WHAT YOU HAVE TO DO -> Among these entries, how many lines have the string "before" in them? Only the number is needed.

[RECORDS PROVIDED]

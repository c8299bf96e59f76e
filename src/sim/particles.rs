//! Cosmetic particles
//!
//! Purely reactive: bursts are spawned from event notifications and the
//! system never touches gameplay state. It owns a private RNG stream so
//! emission cannot shift obstacle or pickup placement.

use glam::Vec2;
use rand::Rng;
use rand_pcg::Pcg32;
use serde::{Deserialize, Serialize};

use super::events::GameEvent;
use super::powerups::PowerUpKind;
use crate::tuning::Tuning;

/// PCG stream reserved for particles (gameplay uses the default stream)
const PARTICLE_STREAM: u64 = 0xda3e_39cb_94b9_5bdb;

/// Colour tag per triggering event
#[derive(Debug, Clone, Copy, PartialEq, Eq, Serialize, Deserialize)]
pub enum ParticleTint {
    Flap,
    Score,
    Shield,
    SlowTime,
    DoublePoints,
    ShieldBreak,
    Crash,
}

impl ParticleTint {
    /// Tint for an event, if that event emits particles
    pub fn for_event(event: &GameEvent) -> Option<Self> {
        match event {
            GameEvent::Flap => Some(ParticleTint::Flap),
            GameEvent::Score { .. } => Some(ParticleTint::Score),
            GameEvent::PowerUpCollected { kind, .. } => Some(match kind {
                PowerUpKind::Shield => ParticleTint::Shield,
                PowerUpKind::SlowTime => ParticleTint::SlowTime,
                PowerUpKind::DoublePoints => ParticleTint::DoublePoints,
            }),
            GameEvent::ShieldAbsorbed => Some(ParticleTint::ShieldBreak),
            GameEvent::GameOver { .. } => Some(ParticleTint::Crash),
            _ => None,
        }
    }
}

/// A particle for visual effects
#[derive(Debug, Clone, PartialEq, Serialize, Deserialize)]
pub struct Particle {
    pub pos: Vec2,
    pub vel: Vec2,
    /// Ticks left
    pub life: u32,
    pub max_life: u32,
    pub tint: ParticleTint,
}

impl Particle {
    /// Remaining life as 0-1, for fading
    pub fn fade(&self) -> f32 {
        if self.max_life == 0 {
            0.0
        } else {
            self.life as f32 / self.max_life as f32
        }
    }
}

#[derive(Debug, Clone)]
pub struct ParticleSystem {
    particles: Vec<Particle>,
    rng: Pcg32,
    batch: usize,
    life_ticks: u32,
    gravity: f32,
    speed: f32,
    max_particles: usize,
}

impl ParticleSystem {
    pub fn new(seed: u64, tuning: &Tuning, max_particles: usize) -> Self {
        Self {
            particles: Vec::new(),
            rng: Pcg32::new(seed, PARTICLE_STREAM),
            batch: tuning.particle_batch,
            life_ticks: tuning.particle_life_ticks,
            gravity: tuning.particle_gravity,
            speed: tuning.particle_speed,
            max_particles,
        }
    }

    #[inline]
    pub fn particles(&self) -> &[Particle] {
        &self.particles
    }

    pub fn clear(&mut self) {
        self.particles.clear();
    }

    /// React to an event by emitting a burst at `origin`
    pub fn on_event(&mut self, event: &GameEvent, origin: Vec2) {
        if let Some(tint) = ParticleTint::for_event(event) {
            self.burst(origin, tint);
        }
    }

    /// Emit one fixed-size batch with randomized velocities
    pub fn burst(&mut self, origin: Vec2, tint: ParticleTint) {
        if self.max_particles == 0 || self.life_ticks == 0 {
            return;
        }
        for _ in 0..self.batch {
            let angle = self.rng.random_range(0.0..std::f32::consts::TAU);
            let speed = self.speed * self.rng.random_range(0.4..1.0);
            self.particles.push(Particle {
                pos: origin,
                vel: Vec2::new(angle.cos(), angle.sin()) * speed,
                life: self.life_ticks,
                max_life: self.life_ticks,
                tint,
            });
        }
        // Drop the oldest when over budget
        if self.particles.len() > self.max_particles {
            let excess = self.particles.len() - self.max_particles;
            self.particles.drain(..excess);
        }
    }

    /// Ballistic step, then sweep expired particles
    pub fn update(&mut self) {
        for particle in self.particles.iter_mut() {
            particle.vel.y += self.gravity;
            particle.pos += particle.vel;
            particle.life = particle.life.saturating_sub(1);
        }
        self.particles.retain(|p| p.life > 0);
    }
}

#[cfg(test)]
mod tests {
    use super::*;

    #[test]
    fn test_burst_and_expire() {
        let tuning = Tuning::default();
        let mut system = ParticleSystem::new(42, &tuning, 512);
        system.on_event(&GameEvent::Flap, Vec2::new(100.0, 100.0));
        assert_eq!(system.particles().len(), tuning.particle_batch);
        assert!(system.particles().iter().all(|p| p.tint == ParticleTint::Flap));

        for _ in 0..tuning.particle_life_ticks - 1 {
            system.update();
        }
        assert_eq!(system.particles().len(), tuning.particle_batch);
        system.update();
        assert!(system.particles().is_empty());
    }

    #[test]
    fn test_fade_tracks_remaining_life() {
        let tuning = Tuning::default();
        let mut system = ParticleSystem::new(42, &tuning, 512);
        system.burst(Vec2::ZERO, ParticleTint::Score);
        assert!(system.particles().iter().all(|p| p.fade() == 1.0));

        let half = tuning.particle_life_ticks / 2;
        for _ in 0..half {
            system.update();
        }
        let expected = (tuning.particle_life_ticks - half) as f32 / tuning.particle_life_ticks as f32;
        assert!(system
            .particles()
            .iter()
            .all(|p| (p.fade() - expected).abs() < 1e-6));
    }

    #[test]
    fn test_gravity_pulls_down() {
        let tuning = Tuning::default();
        let mut system = ParticleSystem::new(1, &tuning, 512);
        system.burst(Vec2::ZERO, ParticleTint::Score);
        let before: Vec<f32> = system.particles().iter().map(|p| p.vel.y).collect();
        system.update();
        for (p, v0) in system.particles().iter().zip(before) {
            assert!((p.vel.y - (v0 + tuning.particle_gravity)).abs() < 1e-5);
        }
    }

    #[test]
    fn test_silent_events() {
        let tuning = Tuning::default();
        let mut system = ParticleSystem::new(1, &tuning, 512);
        system.on_event(&GameEvent::Paused, Vec2::ZERO);
        system.on_event(&GameEvent::LevelUp { level: 2 }, Vec2::ZERO);
        assert!(system.particles().is_empty());
    }

    #[test]
    fn test_budget_drops_oldest() {
        let tuning = Tuning::default();
        let mut system = ParticleSystem::new(1, &tuning, tuning.particle_batch);
        system.burst(Vec2::ZERO, ParticleTint::Flap);
        system.burst(Vec2::ZERO, ParticleTint::Crash);
        assert_eq!(system.particles().len(), tuning.particle_batch);
        assert!(system.particles().iter().all(|p| p.tint == ParticleTint::Crash));
    }

    #[test]
    fn test_disabled_budget() {
        let tuning = Tuning::default();
        let mut system = ParticleSystem::new(1, &tuning, 0);
        system.burst(Vec2::ZERO, ParticleTint::Crash);
        assert!(system.particles().is_empty());
    }
}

[/RECORDS PROVIDED]

WRITTEN RESPONSE -> 2